Excited, I picked up the phone to call my father in Dubai and tell him that I will make “Foul” tomorrow. Trust me he gets more excited than I do about food, so this conversation is of cosmic importance.
“Baba, I found some onions that look like the ones we eat with “Foul”, I think I’m going to make “Foul” tomorrow! I have all the ingredients!”
“That’s great habibi! You have everything for it? Tomatoes, flat bread, parsley? Raddish?”
Quickly I had realized that my excitement had blinded me from the rest of the ingredients, I was far from done.
“No, no I don’t”.
Silence on the phone.
“Okay I’m going to get the rest of the ingredients”
“Habibi you don’t need to have everything, you can still make it work with just a few things”
“No baba, I’ll do it right”.
Soon enough this became a quest, I planned a day in which I will wake up early and prepare everything.
That day was today.
This morning I went home. I heard my father’s infectious laugh
I heard my mother’s overbearing need of adding more to my brother’s plate, even though he had clearly had a hard time finishing the first round.

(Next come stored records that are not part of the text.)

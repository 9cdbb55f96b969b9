use ream_consensus_misc::fork::Fork;
use ream_network_spec::{fork_name::ForkName, networks::beacon_network_spec};
use ssz_types::VariableList;
use tracing::info;

use crate::{
    beacon_state::BeaconState,
    errors::BeaconStateError,
    participation::{EpochParticipation, ParticipationFlags, ParticipationList, add_flag},
    per_block_processing::process_operations::get_attestation_participation_flag_indices,
};

/// Convert the previous epoch attestations of a phase0 state into altair participation flags.
pub fn translate_participation(state: &BeaconState) -> Result<ParticipationList, BeaconStateError> {
    let mut previous_epoch_participation = vec![0u8; state.validators.len()];
    for attestation in state.pending_attestations()?.previous_epoch_attestations.iter() {
        let data = &attestation.data;

        // Apply flags to all attesting validators
        let participation_flag_indices =
            get_attestation_participation_flag_indices(state, data, attestation.inclusion_delay)?;
        for index in state.get_attesting_indices(data, &attestation.aggregation_bits)? {
            let participation = previous_epoch_participation
                .get_mut(index as usize)
                .ok_or(BeaconStateError::UnknownValidator(index))?;
            for flag_index in &participation_flag_indices {
                *participation = add_flag(*participation, *flag_index);
            }
        }
    }
    VariableList::new(previous_epoch_participation)
        .map_err(|_| BeaconStateError::ListFull("previous epoch participation"))
}

/// Turn a phase0 state at the first slot of the altair fork epoch into an altair state.
pub fn upgrade_to_altair(state: &mut BeaconState) -> Result<(), BeaconStateError> {
    let epoch = state.get_current_epoch();
    let previous_epoch_participation = translate_participation(state)?;

    // Fill in sync committees. The next sync committee equals the current one at the fork.
    let sync_committee = state.get_next_sync_committee()?;

    let validator_count = state.validators.len();
    let zeros = || {
        VariableList::new(vec![0u8; validator_count])
            .map_err(|_| BeaconStateError::ListFull("current epoch participation"))
    };
    let inactivity_scores = VariableList::new(vec![0u64; validator_count])
        .map_err(|_| BeaconStateError::ListFull("inactivity scores"))?;

    state.fork = Fork {
        previous_version: state.fork.current_version,
        current_version: beacon_network_spec().altair_fork_version,
        epoch,
    };
    state.participation = EpochParticipation::Altair(ParticipationFlags {
        previous_epoch_participation,
        current_epoch_participation: zeros()?,
        inactivity_scores,
        current_sync_committee: sync_committee.clone(),
        next_sync_committee: sync_committee,
    });

    info!(epoch, slot = state.slot, fork = %ForkName::Altair, "upgraded state");
    Ok(())
}
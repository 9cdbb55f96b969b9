use ream_consensus_misc::{
    constants::{
        EPOCHS_PER_ETH1_VOTING_PERIOD, EPOCHS_PER_HISTORICAL_VECTOR, EPOCHS_PER_SLASHINGS_VECTOR,
        SLOTS_PER_EPOCH, SLOTS_PER_HISTORICAL_ROOT,
    },
    historical_batch::HistoricalBatch,
};
use ssz_types::VariableList;
use tree_hash::TreeHash;

use crate::{beacon_state::BeaconState, errors::BeaconStateError};

pub fn process_eth1_data_reset(state: &mut BeaconState) {
    let next_epoch = state.get_current_epoch() + 1;
    // Reset eth1 data votes
    if next_epoch % EPOCHS_PER_ETH1_VOTING_PERIOD == 0 {
        state.eth1_data_votes = VariableList::default();
    }
}

/// Update effective balances with hysteresis.
pub fn process_effective_balance_updates(state: &mut BeaconState) {
    for (validator, balance) in state.validators.iter_mut().zip(state.balances.iter()) {
        if let Some(effective_balance) = validator.updated_effective_balance(*balance) {
            validator.effective_balance = effective_balance;
        }
    }
}

pub fn process_slashings_reset(state: &mut BeaconState) {
    let next_epoch = state.get_current_epoch() + 1;
    state.slashings[(next_epoch % EPOCHS_PER_SLASHINGS_VECTOR) as usize] = 0;
}

pub fn process_randao_mixes_reset(state: &mut BeaconState) {
    let current_epoch = state.get_current_epoch();
    let next_epoch = current_epoch + 1;
    state.randao_mixes[(next_epoch % EPOCHS_PER_HISTORICAL_VECTOR) as usize] =
        state.get_randao_mix(current_epoch);
}

/// Append the root of the last ``SLOTS_PER_HISTORICAL_ROOT`` block and state roots.
pub fn process_historical_roots_update(state: &mut BeaconState) -> Result<(), BeaconStateError> {
    let next_epoch = state.get_current_epoch() + 1;
    if next_epoch % (SLOTS_PER_HISTORICAL_ROOT / SLOTS_PER_EPOCH) == 0 {
        let historical_batch = HistoricalBatch {
            block_roots: state.block_roots.clone(),
            state_roots: state.state_roots.clone(),
        };
        state
            .historical_roots
            .push(historical_batch.tree_hash_root())
            .map_err(|_| BeaconStateError::ListFull("historical_roots"))?;
    }
    Ok(())
}

#[cfg(test)]
mod tests {
    use alloy_primitives::B256;
    use ream_consensus_misc::{
        constants::{EFFECTIVE_BALANCE_INCREMENT, MAX_EFFECTIVE_BALANCE},
        eth_1_data::Eth1Data,
    };
    use ream_network_spec::{fork_name::ForkName, networks::initialize_test_network_spec};

    use super::*;
    use crate::genesis::{interop_genesis_state, interop_secret_keys};

    fn genesis() -> BeaconState {
        initialize_test_network_spec();
        interop_genesis_state(&interop_secret_keys(4), ForkName::Phase0)
            .expect("genesis should build")
    }

    #[test]
    fn test_eth1_votes_reset_at_period_end() {
        let mut state = genesis();
        state.eth1_data_votes.push(Eth1Data::default()).unwrap();
        state.slot = (EPOCHS_PER_ETH1_VOTING_PERIOD - 2) * SLOTS_PER_EPOCH;
        process_eth1_data_reset(&mut state);
        assert_eq!(state.eth1_data_votes.len(), 1);
        state.slot += SLOTS_PER_EPOCH;
        process_eth1_data_reset(&mut state);
        assert!(state.eth1_data_votes.is_empty());
    }

    #[test]
    fn test_effective_balance_hysteresis() {
        let mut state = genesis();
        // a quarter increment below is inside the downward threshold
        state.balances[0] = MAX_EFFECTIVE_BALANCE - EFFECTIVE_BALANCE_INCREMENT / 4;
        // just past the downward threshold
        state.balances[1] = MAX_EFFECTIVE_BALANCE - EFFECTIVE_BALANCE_INCREMENT / 4 - 1;
        state.balances[2] = 2 * MAX_EFFECTIVE_BALANCE;
        process_effective_balance_updates(&mut state);
        assert_eq!(state.validators[0].effective_balance, MAX_EFFECTIVE_BALANCE);
        assert_eq!(
            state.validators[1].effective_balance,
            MAX_EFFECTIVE_BALANCE - EFFECTIVE_BALANCE_INCREMENT
        );
        assert_eq!(state.validators[2].effective_balance, MAX_EFFECTIVE_BALANCE);
    }

    #[test]
    fn test_ring_buffers_roll_forward() {
        let mut state = genesis();
        state.slot = 7 * SLOTS_PER_EPOCH;
        state.slashings[8] = 5;
        state.randao_mixes[7] = B256::repeat_byte(7);
        process_slashings_reset(&mut state);
        process_randao_mixes_reset(&mut state);
        assert_eq!(state.slashings[8], 0);
        assert_eq!(state.randao_mixes[8], B256::repeat_byte(7));
    }

    #[test]
    fn test_historical_roots_every_period() {
        let mut state = genesis();
        let period = SLOTS_PER_HISTORICAL_ROOT / SLOTS_PER_EPOCH;
        state.slot = (period - 2) * SLOTS_PER_EPOCH;
        process_historical_roots_update(&mut state).unwrap();
        assert!(state.historical_roots.is_empty());
        state.slot = (period - 1) * SLOTS_PER_EPOCH;
        process_historical_roots_update(&mut state).unwrap();
        assert_eq!(state.historical_roots.len(), 1);
        assert_eq!(
            state.historical_roots[0],
            HistoricalBatch {
                block_roots: state.block_roots.clone(),
                state_roots: state.state_roots.clone(),
            }
            .tree_hash_root()
        );
    }
}
use prometheus_exporter::prometheus::{
    HistogramTimer, HistogramVec, IntCounterVec, default_registry,
    register_histogram_vec_with_registry, register_int_counter_vec_with_registry,
};

// Provisioning each metrics
lazy_static::lazy_static! {
    pub static ref EPOCH_PROCESSING_TIME: HistogramVec = create_histogram_vec(
        "beacon_epoch_processing_time",
        "Duration of each stage of the epoch transition",
        &["stage"]
    );

    pub static ref EPOCH_CACHE_BUILD_TIME: HistogramVec = create_histogram_vec(
        "beacon_epoch_cache_build_time",
        "Duration of building the per-epoch process cache",
        &["fork"]
    );

    pub static ref BLOCK_PROCESSING_TIME: HistogramVec = create_histogram_vec(
        "beacon_block_processing_time",
        "Duration of each stage of the block transition",
        &["stage"]
    );

    pub static ref SIGNATURE_SETS_VERIFIED: IntCounterVec = create_int_counter_vec(
        "beacon_signature_sets_verified_total",
        "Number of signature sets submitted for verification, by outcome",
        &["result"]
    );
}

/// Create a new counter metric
pub fn create_int_counter_vec(name: &str, help: &str, label_names: &[&str]) -> IntCounterVec {
    let registry = default_registry();
    register_int_counter_vec_with_registry!(name, help, label_names, registry)
        .expect("failed to create int counter vec")
}

/// Increase the value of a counter metric
pub fn inc_int_counter_vec(counter_vec: &IntCounterVec, amount: u64, label_values: &[&str]) {
    counter_vec.with_label_values(label_values).inc_by(amount);
}

/// Create a new histogram metric
pub fn create_histogram_vec(name: &str, help: &str, label_names: &[&str]) -> HistogramVec {
    let registry = default_registry();
    register_histogram_vec_with_registry!(name, help, label_names, registry)
        .expect("failed to create histogram")
}

/// Start a timer for a histogram metric
pub fn start_timer_vec(histogram_vec: &HistogramVec, label_values: &[&str]) -> HistogramTimer {
    histogram_vec.with_label_values(label_values).start_timer()
}

/// Stop a timer for a histogram metric
pub fn stop_timer(timer: HistogramTimer) {
    timer.observe_duration()
}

I heard my grandmother chopping parsley, knife still in hand, she moves away strands of hair from her forehead with the back of her wrist. The smell of parsley taking over her whole kitchen. It was how its always been. I was where I was supposed to be. I was loved and fed constantly.
This morning was clearly a Sunday on the balcony of my grandmother’s home, surrounded by my aunts, and by a very blue sky, a chirping bird near my ear.
This morning was a Saturday in our home in Dubai. It’s not a school day so we woke up a little later than usual, stayed in bed until our mother called us in because “Foul” was ready. My dad is taking it calmer than usual, he has time to read his newspaper and sip on green tea.
I have always had a big connection with food, particularly Lebanese food, because it is attached to memories I can sometimes only revisit through smell, or taste.
My father used to show my how a “Foul” plate, without the rest of the ingredients, was like a blank canvas.
“You can get creative” He would say
“See, the tomatoes can go around the plate like this” and he would drop some chopped tomatoes all around the beans to make a circle.
“Then some parsley on each side”
He grabs a handful of chopped parsley and trickles them onto the plate, on each side to try to make it symmetrical.
“Radish here, and..”
he would turn the plate over to me
“Oh and don’t forget..”
He takes the tall glass of olive oil and drizzles it all over everything he’s added.
I look at my plate, symmetrical and vibrant, almost too pretty to eat.
I take two breaths and mash everything together, and turn it into a colorful mess.
After all, it’s supposed to be looked at, then eaten. But for a moment it looked perfect.
Today is a Wednesday in Paris, I sit in my pajamas the way I’ve always had in Lebanon, in Dubai, sitting across from the people I love the most. Suddenly it’s a little less lonely in Paris, because I’ve found company in a messy plate of “Foul”. How lucky am I, to be able to come home this easily?